Morris believes that same philosophy is important to trophy catfish. “As anglers or hunters, we have the responsibility to apply good ethics to our sport or business,” advised Morris. “Catfishing has taken off and gained a lot of anglers over the past 10 to 15 years making it even more important than in the past to value the resources.”
Morris recognizes, as others should, that trophy catfish are not unlimited. “There is a lot of demand to harvest trophy catfish,” suggested Morris. “I have a lot of concern that regulations are not keeping pace with that demand. If not addressed properly we could face a severe shortage of large fish for many, many years to come. We all know 50-pound plus catfish do not grow that way overnight. It will take some time to rectify the damage that has already been done to some of our river systems.”

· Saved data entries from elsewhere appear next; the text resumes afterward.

//! Redis-backed shared cache.
//!
//! Layout (all keys prefixed with `discord:`):
//! - `guilds`, `channels`, `users`, `roles`, `members` - id -> binary record
//! - `guild_channels:{guild}`, `guild_roles:{guild}` - presence flags only
//!
//! No TTL is applied to anything.

use std::sync::OnceLock;

use async_trait::async_trait;
use futures::future::try_join_all;
use redis::aio::ConnectionManager;
use redis::AsyncCommands;
use tracing::{debug, info, trace, warn};

use super::codec::{self, ChannelRecord, GuildRecord, MemberRecord, RoleRecord, UserRecord};
use super::DiscordCache;
use crate::error::{CacheError, EntityKind, Result};
use crate::model::{Channel, Guild, Role, SelfMember, User};

const KEY_PREFIX: &str = "discord:";
const GUILDS: &str = "guilds";
const CHANNELS: &str = "channels";
const USERS: &str = "users";
const ROLES: &str = "roles";
const MEMBERS: &str = "members";
const PRESENT: &[u8] = b"1";

fn guild_channels_key(guild_id: u64) -> String {
    format!("guild_channels:{guild_id}")
}

fn guild_roles_key(guild_id: u64) -> String {
    format!("guild_roles:{guild_id}")
}

/// One write inside an atomic batch.
#[derive(Debug, Clone, PartialEq)]
pub enum HashWrite {
    Set { key: String, field: u64, value: Vec<u8> },
    SetIfAbsent { key: String, field: u64, value: Vec<u8> },
}

/// The hash operations the Redis cache needs from its store.
#[async_trait]
pub trait HashStore: Send + Sync {
    async fn hget(&self, key: &str, field: u64) -> Result<Option<Vec<u8>>>;
    async fn hset(&self, key: &str, field: u64, value: Vec<u8>) -> Result<()>;

    /// Returns whether the field was written.
    async fn hset_nx(&self, key: &str, field: u64, value: Vec<u8>) -> Result<bool>;

    async fn hdel(&self, key: &str, field: u64) -> Result<()>;
    async fn hkeys(&self, key: &str) -> Result<Vec<u64>>;

    /// Apply every write as one unit.
    async fn atomic(&self, batch: Vec<HashWrite>) -> Result<()>;
}

/// Redis connection with key prefixing.
#[derive(Clone)]
pub struct RedisStore {
    manager: ConnectionManager,
}

impl RedisStore {
    /// Connect and verify the server answers.
    pub async fn connect(url: &str) -> Result<Self> {
        info!("Connecting to Redis...");

        let client = redis::Client::open(url)?;
        let manager = ConnectionManager::new(client).await?;

        let mut conn = manager.clone();
        let _: String = redis::cmd("PING").query_async(&mut conn).await?;

        info!("Successfully connected to Redis");
        Ok(Self { manager })
    }

    fn key(key: &str) -> String {
        format!("{KEY_PREFIX}{key}")
    }
}

#[async_trait]
impl HashStore for RedisStore {
    async fn hget(&self, key: &str, field: u64) -> Result<Option<Vec<u8>>> {
        let mut conn = self.manager.clone();
        let value: Option<Vec<u8>> = conn.hget(Self::key(key), field).await?;
        Ok(value)
    }

    async fn hset(&self, key: &str, field: u64, value: Vec<u8>) -> Result<()> {
        let mut conn = self.manager.clone();
        let _: () = conn.hset(Self::key(key), field, value).await?;
        Ok(())
    }

    async fn hset_nx(&self, key: &str, field: u64, value: Vec<u8>) -> Result<bool> {
        let mut conn = self.manager.clone();
        let written: bool = conn.hset_nx(Self::key(key), field, value).await?;
        Ok(written)
    }

    async fn hdel(&self, key: &str, field: u64) -> Result<()> {
        let mut conn = self.manager.clone();
        let _: () = conn.hdel(Self::key(key), field).await?;
        Ok(())
    }

    async fn hkeys(&self, key: &str) -> Result<Vec<u64>> {
        let mut conn = self.manager.clone();
        let fields: Vec<u64> = conn.hkeys(Self::key(key)).await?;
        Ok(fields)
    }

    async fn atomic(&self, batch: Vec<HashWrite>) -> Result<()> {
        let mut pipe = redis::pipe();
        pipe.atomic();

        for write in batch {
            match write {
                HashWrite::Set { key, field, value } => {
                    pipe.hset(Self::key(&key), field, value).ignore();
                }
                HashWrite::SetIfAbsent { key, field, value } => {
                    pipe.hset_nx(Self::key(&key), field, value).ignore();
                }
            }
        }

        let mut conn = self.manager.clone();
        let _: () = pipe.query_async(&mut conn).await?;
        Ok(())
    }
}

/// Shared cache over a [`HashStore`], normally [`RedisStore`].
///
/// Like the in-memory cache, removing a guild leaves its channel and role
/// indices in place.
pub struct RedisBackedCache<S = RedisStore> {
    store: S,
    own_user: OnceLock<u64>,
}

impl<S: HashStore> RedisBackedCache<S> {
    pub fn new(store: S, own_user_id: Option<u64>) -> Self {
        let own_user = OnceLock::new();
        if let Some(id) = own_user_id {
            let _ = own_user.set(id);
        }
        Self { store, own_user }
    }

    async fn read<T: serde::de::DeserializeOwned>(&self, key: &str, id: u64) -> Result<Option<T>> {
        match self.store.hget(key, id).await? {
            Some(bytes) if !bytes.is_empty() => Ok(Some(codec::decode(&bytes)?)),
            _ => Ok(None),
        }
    }

    async fn channel(&self, channel_id: u64) -> Result<Option<Channel>> {
        let record: Option<ChannelRecord> = self.read(CHANNELS, channel_id).await?;
        Ok(record.map(Channel::from))
    }

    async fn role(&self, role_id: u64) -> Result<Option<Role>> {
        let record: Option<RoleRecord> = self.read(ROLES, role_id).await?;
        Ok(record.map(Role::from))
    }
}

#[async_trait]
impl<S: HashStore> DiscordCache for RedisBackedCache<S> {
    async fn save_own_user(&self, user_id: u64) -> Result<()> {
        let _ = self.own_user.set(user_id);
        Ok(())
    }

    async fn save_guild(&self, guild: &Guild) -> Result<()> {
        trace!("Saving guild {} to redis", guild.id);

        let roles_key = guild_roles_key(guild.id);
        let mut batch = vec![HashWrite::Set {
            key: GUILDS.to_string(),
            field: guild.id,
            value: codec::encode(&GuildRecord::from(guild))?,
        }];

        // Roles go in the same transaction rather than through save_role.
        for role in &guild.roles {
            batch.push(HashWrite::Set {
                key: ROLES.to_string(),
                field: role.id,
                value: codec::encode(&RoleRecord::from(role))?,
            });
            batch.push(HashWrite::SetIfAbsent {
                key: roles_key.clone(),
                field: role.id,
                value: PRESENT.to_vec(),
            });
        }

        self.store.atomic(batch).await
    }

    async fn save_channel(&self, channel: &Channel) -> Result<()> {
        trace!("Saving channel {} to redis", channel.id);

        self.store
            .hset(CHANNELS, channel.id, codec::encode(&ChannelRecord::from(channel))?)
            .await?;

        if let Some(guild_id) = channel.guild_id {
            self.store
                .hset_nx(&guild_channels_key(guild_id), channel.id, PRESENT.to_vec())
                .await?;
        }

        // Best effort, not part of the channel write.
        if let Some(recipients) = &channel.recipients {
            for recipient in recipients {
                if let Err(e) = self.save_user(recipient).await {
                    warn!("Failed to save DM recipient {}: {}", recipient.id, e);
                }
            }
        }

        Ok(())
    }

    async fn save_user(&self, user: &User) -> Result<()> {
        trace!("Saving user {} to redis", user.id);
        self.store
            .hset(USERS, user.id, codec::encode(&UserRecord::from(user))?)
            .await
    }

    async fn save_self_member(&self, guild_id: u64, member: &SelfMember) -> Result<()> {
        trace!("Saving self member for guild {} to redis", guild_id);
        self.store
            .hset(MEMBERS, guild_id, codec::encode(&MemberRecord::from(member))?)
            .await
    }

    async fn save_role(&self, guild_id: u64, role: &Role) -> Result<()> {
        trace!("Saving role {} in {} to redis", role.id, guild_id);

        self.store
            .hset(ROLES, role.id, codec::encode(&RoleRecord::from(role))?)
            .await?;
        self.store
            .hset_nx(&guild_roles_key(guild_id), role.id, PRESENT.to_vec())
            .await?;
        Ok(())
    }

    async fn save_dm_channel_stub(&self, channel_id: u64) -> Result<()> {
        let stub = ChannelRecord::from(&Channel::dm_stub(channel_id));
        let written = self
            .store
            .hset_nx(CHANNELS, channel_id, codec::encode(&stub)?)
            .await?;

        if written {
            debug!("Stored DM channel stub {}", channel_id);
        }
        Ok(())
    }

    async fn remove_guild(&self, guild_id: u64) -> Result<()> {
        self.store.hdel(GUILDS, guild_id).await
    }

    async fn remove_channel(&self, channel_id: u64) -> Result<()> {
        // Need the old record to know which guild index to clean.
        let Some(old) = self.channel(channel_id).await? else {
            return Ok(());
        };

        self.store.hdel(CHANNELS, channel_id).await?;

        if let Some(guild_id) = old.guild_id {
            self.store.hdel(&guild_channels_key(guild_id), channel_id).await?;
        }
        Ok(())
    }

    async fn remove_user(&self, user_id: u64) -> Result<()> {
        self.store.hdel(USERS, user_id).await
    }

    async fn remove_role(&self, guild_id: u64, role_id: u64) -> Result<()> {
        self.store.hdel(ROLES, role_id).await?;
        self.store.hdel(&guild_roles_key(guild_id), role_id).await
    }

    async fn own_user(&self) -> Result<Option<u64>> {
        Ok(self.own_user.get().copied())
    }

    async fn try_get_guild(&self, guild_id: u64) -> Result<Option<Guild>> {
        let Some(record) = self.read::<GuildRecord>(GUILDS, guild_id).await? else {
            return Ok(None);
        };

        let role_ids = self.store.hkeys(&guild_roles_key(guild_id)).await?;
        let roles = try_join_all(role_ids.into_iter().map(|id| self.role(id))).await?;

        Ok(Some(record.into_guild(roles.into_iter().flatten().collect())))
    }

    async fn try_get_channel(&self, _guild_id: Option<u64>, channel_id: u64) -> Result<Option<Channel>> {
        self.channel(channel_id).await
    }

    async fn try_get_user(&self, user_id: u64) -> Result<Option<User>> {
        let record: Option<UserRecord> = self.read(USERS, user_id).await?;
        Ok(record.map(User::from))
    }

    async fn try_get_self_member(&self, guild_id: u64) -> Result<Option<SelfMember>> {
        let record: Option<MemberRecord> = self.read(MEMBERS, guild_id).await?;
        Ok(record.map(SelfMember::from))
    }

    async fn try_get_role(&self, role_id: u64) -> Result<Option<Role>> {
        self.role(role_id).await
    }

    async fn get_guild_channels(&self, guild_id: u64) -> Result<Vec<Channel>> {
        let channel_ids = self.store.hkeys(&guild_channels_key(guild_id)).await?;
        if channel_ids.is_empty() {
            return Err(CacheError::not_found(EntityKind::Guild, guild_id));
        }

        let channels = try_join_all(channel_ids.into_iter().map(|id| self.channel(id))).await?;
        Ok(channels.into_iter().flatten().collect())
    }
}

“I happen to live close to part of the Ohio River that has had an intense amount of harvesting pressure of big fish for the pay lake industry,” revealed Morris. “I can speak first hand of the decline in fishing. Even the guys who are currently harvesting the large fish have sought out other areas of the country to find them. Not that there isn’t a big fish left, as of course there is, but the number has declined so intensely over the years they are now much harder to come by. If the current practice continues I feel we will see an even further decline.”
“There is currently a big brouhaha between anglers on this subject,” worried Morris. “It typically leads to fighting, mudslinging and name calling on social media. I choose not to be a part of that public display. I don’t think it helps the situation. In fact, I feel that it has alienated some anglers from wanting to help and be a part of the solution. Instead, they keep quite as they do not want to be involved in that manner.”
“I am all for assisting to get helpful regulations pasted. Catfishing is my passion, but changing regulations needs to be done in a professional manner. A manner that people will be motivated by to help us get the numbers we need to pass new regulations for the future.”
“I realize everyone is entitled to an opinion,” stated Morris. “But, most people, in general, do not respond well to negative approaches. Instead they just disassociate themselves from the issue, period. We must get organized as a group to be able to professionally present our concerns, or no one will ever listen. Then we can all sit on social media and cry about what could have been, instead of trying to find solutions to overcome it.”
Morris has a lot of fishing and teaching in his future. “I always loved the sport, but as I have gotten older I also enjoy helping other anglers get started in catfishing,” reminisced Morris. “I have always operated in a teamwork environment, from playing sports, to business, to fishing. These experiences have taught me to help the ones around me succeed.”
“I plan on fishing as long as the good lord allows me to health wise,” concluded Morris. “I imagine myself old and gray with my walker, sporting some Monster Rod Holders and my Fatboy Custom Rods!”
Emanating from his passion for catfishing and his willingness to help others learn the sport, Carl Morris Jr. has earned Cabela’s King Kat Angler of the Year award four consecutively years, from 2012 through 2015.
Morris is now a partner in the Big Kat Bait Company (614-554-5556). His company provides fresh and frozen skipjack, shad and shad guts to bait dealers and anglers throughout the catfish community.